I wanted to automatically disable an IAM user when it does something suspicious. Since this IAM user is used by a script I know that when it deviates that is a good indicator that it was compromised and I need to investigate.

How hard could it be?

Well, it turned out to be a frustrating experience. CloudTrail records events done by users, so this should be easy to setup. But then I started to encounter problems:

  • Only the first CloudTrail event is free, so I did not want to create more than one trail
  • CloudTrail sends events to EventBridge but only for the current region, which is not enough

I have an organizational trail in the management account. Let's see how easy it is to send these events into a member account!

  • CloudTrail can send events to a CloudWatch log then I could set up a subscription filter. This worked for a PoC but ultimately there is a limit of 2 for subscription filters for a log group. So this was a no-go
  • Otherwise it writes to S3, so I had to have a Lambda reading the objects as CloudTrail writes them

At this point I had a Lambda that got all CloudTrail events and filters out the interesting ones: ones with AccessDenied error, GetCallerIdentity, and ConsoleLogin. That should be a good start.

EventBus Rules can send events based on a filter, so forwarding these events into an EventBus seems like a good idea. So so far the chain is: CloudTrail => S3 => Lambda => EventBus.

But how can I send these events to the member account? Well, an EventBus Rule, of course. So I created an EventBus in the member account.

Next issue: a CloudFormation stack can't create an EventBus Rule in a different region. Interestingly, it is possible to create cross-account but not cross-region. So I needed an EventBus in the target region as well and set up a Rule to forward events there.

Then the very last step is to set up a Rule to filter events for the IAM user(s) and set up a CloudWatch alarm that calls a Lambda that attaches the DenyAll policy to the user.

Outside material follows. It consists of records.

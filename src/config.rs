use serde::Deserialize;
use std::collections::BTreeMap;
use std::fs;
use std::path::{Path, PathBuf};
use std::time::Duration;

use crate::browser::BrowserConfig;
use crate::error::ScrapeError;

pub const DEFAULT_CONFIG_PATH: &str = "config.toml";

#[derive(Debug, Deserialize, Clone)]
pub struct Config {
    #[serde(default)]
    pub site: SiteConfig,
    #[serde(default)]
    pub retry: RetryPolicy,
    #[serde(default)]
    pub browser: BrowserConfig,
    #[serde(default)]
    pub reconcile: ReconcilePolicy,
    #[serde(default)]
    pub corrections: Corrections,
    #[serde(default)]
    pub output: OutputConfig,
}

/// Where the directory lives and how its pages are laid out
#[derive(Debug, Deserialize, Clone)]
pub struct SiteConfig {
    /// Directory root every profile page is reached from
    #[serde(default = "default_url")]
    pub url: String,

    /// First anchor id to visit (inclusive)
    #[serde(default = "default_anchor_start")]
    pub anchor_start: u32,

    /// Last anchor id to visit (exclusive)
    #[serde(default = "default_anchor_end")]
    pub anchor_end: u32,

    /// Element id prefix; anchor `n` is the element `#{prefix}{n}`
    #[serde(default = "default_anchor_prefix")]
    pub anchor_prefix: String,

    #[serde(default)]
    pub layout: LayoutAnchors,
}

/// CSS selectors locating the content blocks of both page layouts
#[derive(Debug, Deserialize, Clone, PartialEq, Eq)]
pub struct LayoutAnchors {
    /// Container listing every researcher and section entry (multi-researcher pages)
    #[serde(default = "default_full_list")]
    pub full_list: String,

    /// Container listing only the researcher entries (multi-researcher pages)
    #[serde(default = "default_subset_list")]
    pub subset_list: String,

    /// Page heading; the researcher name on single pages, the branch otherwise
    #[serde(default = "default_heading")]
    pub heading: String,

    /// Labelled section block on single-researcher pages
    #[serde(default = "default_single_section")]
    pub single_section: String,
}

/// Bounds for every wait-and-retry loop
#[derive(Debug, Deserialize, Clone, Copy, PartialEq, Eq)]
pub struct RetryPolicy {
    #[serde(default = "default_max_attempts")]
    pub max_attempts: u32,

    /// Seconds to wait for an element before an attempt counts as failed
    #[serde(default = "default_timeout_secs")]
    pub timeout_secs: u64,
}

/// What to do with a single-character final name token such as "Smith J"
#[derive(Debug, Deserialize, Clone, Copy, PartialEq, Eq, Default)]
#[serde(rename_all = "lowercase")]
pub enum TrailingInitial {
    #[default]
    Strip,
    Keep,
}

#[derive(Debug, Deserialize, Clone, Copy, PartialEq, Eq)]
pub struct ReconcilePolicy {
    /// Leading characters two last names must share to be treated as one spelling
    #[serde(default = "default_last_name_prefix")]
    pub last_name_prefix: usize,

    #[serde(default)]
    pub trailing_initial: TrailingInitial,
}

/// Hand-curated exact-match name fixes, applied at fixed reconciliation stages
#[derive(Debug, Deserialize, Clone, PartialEq, Eq)]
pub struct Corrections {
    /// Applied right after sorting, before middle names are compared
    #[serde(default = "default_first_names")]
    pub first_names: BTreeMap<String, String>,

    /// Applied after the middle-name pass
    #[serde(default = "default_middle_names")]
    pub middle_names: BTreeMap<String, String>,

    /// Applied last, after last names are repaired
    #[serde(default = "default_full_names")]
    pub full_names: BTreeMap<String, String>,
}

#[derive(Debug, Deserialize, Clone)]
pub struct OutputConfig {
    #[serde(default = "default_output_path")]
    pub path: PathBuf,

    /// Draw a progress bar over the anchor range
    #[serde(default = "default_true")]
    pub show_progress: bool,
}

fn default_true() -> bool { true }
fn default_url() -> String {
    "https://www.niaid.nih.gov/research/division-intramural-research-labs".to_string()
}
fn default_anchor_start() -> u32 { 354 }
fn default_anchor_end() -> u32 { 374 }
fn default_anchor_prefix() -> String { "anch_".to_string() }
fn default_full_list() -> String {
    ".block-field-blocknodedivisionfield-subtopic-division".to_string()
}
fn default_subset_list() -> String { ".field--name-field-body.field__item".to_string() }
fn default_heading() -> String { "h1".to_string() }
fn default_single_section() -> String { "#anch_346".to_string() }
fn default_max_attempts() -> u32 { 3 }
fn default_timeout_secs() -> u64 { 12 }
fn default_last_name_prefix() -> usize { 2 }
fn default_output_path() -> PathBuf { PathBuf::from("niaid-dir-org.csv") }

fn pairs(entries: &[(&str, &str)]) -> BTreeMap<String, String> {
    entries
        .iter()
        .map(|(from, to)| (from.to_string(), to.to_string()))
        .collect()
}

fn default_first_names() -> BTreeMap<String, String> {
    pairs(&[
        ("Beth Fischer", "Elizabeth Fischer"),
        ("David Hackstadt", "Ted Hackstadt"),
    ])
}

fn default_middle_names() -> BTreeMap<String, String> {
    pairs(&[
        ("Elizabeth Fischer", "Elizabeth R Fischer"),
        ("David Sacks", "David L Sacks"),
        ("Daniella Schwartz", "Daniella M Schwartz"),
        ("Richard Davey", "Richard T Davey"),
        ("Louis Miller", "Louis H Miller"),
        ("Catharine Bosio", "Catharine M Bosio"),
    ])
}

fn default_full_names() -> BTreeMap<String, String> {
    pairs(&[
        ("Jennifer M Cuellar-Rodriguez", "Jennifer M Cuellar-Rodríguez"),
        ("Sumati Ragagopalan", "Sumati Rajagopalan"),
    ])
}

impl Default for SiteConfig {
    fn default() -> Self {
        Self {
            url: default_url(),
            anchor_start: default_anchor_start(),
            anchor_end: default_anchor_end(),
            anchor_prefix: default_anchor_prefix(),
            layout: LayoutAnchors::default(),
        }
    }
}

impl Default for LayoutAnchors {
    fn default() -> Self {
        Self {
            full_list: default_full_list(),
            subset_list: default_subset_list(),
            heading: default_heading(),
            single_section: default_single_section(),
        }
    }
}

impl Default for RetryPolicy {
    fn default() -> Self {
        Self {
            max_attempts: default_max_attempts(),
            timeout_secs: default_timeout_secs(),
        }
    }
}

impl Default for ReconcilePolicy {
    fn default() -> Self {
        Self {
            last_name_prefix: default_last_name_prefix(),
            trailing_initial: TrailingInitial::default(),
        }
    }
}

impl Default for Corrections {
    fn default() -> Self {
        Self {
            first_names: default_first_names(),
            middle_names: default_middle_names(),
            full_names: default_full_names(),
        }
    }
}

impl Corrections {
    /// No corrections at all
    pub fn empty() -> Self {
        Self {
            first_names: BTreeMap::new(),
            middle_names: BTreeMap::new(),
            full_names: BTreeMap::new(),
        }
    }
}

impl Default for OutputConfig {
    fn default() -> Self {
        Self {
            path: default_output_path(),
            show_progress: true,
        }
    }
}

impl Default for Config {
    fn default() -> Self {
        Self {
            site: SiteConfig::default(),
            retry: RetryPolicy::default(),
            browser: BrowserConfig::default(),
            reconcile: ReconcilePolicy::default(),
            corrections: Corrections::default(),
            output: OutputConfig::default(),
        }
    }
}

impl RetryPolicy {
    pub fn timeout(&self) -> Duration {
        Duration::from_secs(self.timeout_secs)
    }
}

impl SiteConfig {
    /// Selector for the link behind anchor `n`
    pub fn anchor_selector(&self, n: u32) -> String {
        format!("#{}{}", self.anchor_prefix, n)
    }

    pub fn anchors(&self) -> std::ops::Range<u32> {
        self.anchor_start..self.anchor_end
    }
}

impl Config {
    pub fn from_path(path: &Path) -> Result<Self, ScrapeError> {
        let content = fs::read_to_string(path)?;
        Self::from_toml(&content)
    }

    pub fn from_toml(content: &str) -> Result<Self, ScrapeError> {
        toml::from_str::<Config>(content).map_err(|e| ScrapeError::ConfigError(e.to_string()))
    }

    /// Reject settings the scrape cannot run with
    pub fn validate(&self) -> Result<(), ScrapeError> {
        if self.site.url.trim().is_empty() {
            return Err(ScrapeError::ConfigError("site.url must not be empty".into()));
        }
        if self.site.anchor_start >= self.site.anchor_end {
            return Err(ScrapeError::ConfigError(format!(
                "anchor range {}..{} is empty",
                self.site.anchor_start, self.site.anchor_end
            )));
        }
        if self.retry.max_attempts < 1 {
            return Err(ScrapeError::ConfigError("retry.max_attempts must be at least 1".into()));
        }
        if self.retry.timeout_secs < 1 {
            return Err(ScrapeError::ConfigError("retry.timeout_secs must be at least 1".into()));
        }
        if self.reconcile.last_name_prefix < 1 {
            return Err(ScrapeError::ConfigError(
                "reconcile.last_name_prefix must be at least 1".into(),
            ));
        }
        Ok(())
    }
}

Since I wanted everything managed by CloudFormation I ended up with an enormous amount of stacks:

  • (mgmt acc us-east-1) CloudTrail + Lambda + EventBus
  • (mgmt acc us-east-1) EventBus Rule to forward events to the member account
  • (member acc us-east-1) EventBus to receive events from the mgmt account
  • (member acc us-east-1) EventBus Rule to forward events to the regional EventBus
  • (member acc eu-west-1) The target stack with the IAM users and an EventBus to receive events to

What makes it a particularly annoying experience is that there are so many small limitations that make a simpler solution impossible:

  • CloudTrail should support filtering by events so that the whole management account => member account part could be saved
  • Or: the default EventBus should receive all CloudTrail events not just ones for the current region
  • EventBus Rule should be allowed to be cross-region. That would have saved me one EventBus
  • EventBridge Pipes don't support SNS as a source and also it's not clear if that supports cross-region and cross-account pipes

I wrote about my frustrations in this article: https://advancedweb.hu/cloudtrails-horrible-developer-experience/.

Overall, I'm fairly happy with this solution, but I feel that it would be so much easier if AWS supported some basic features around CloudTrail.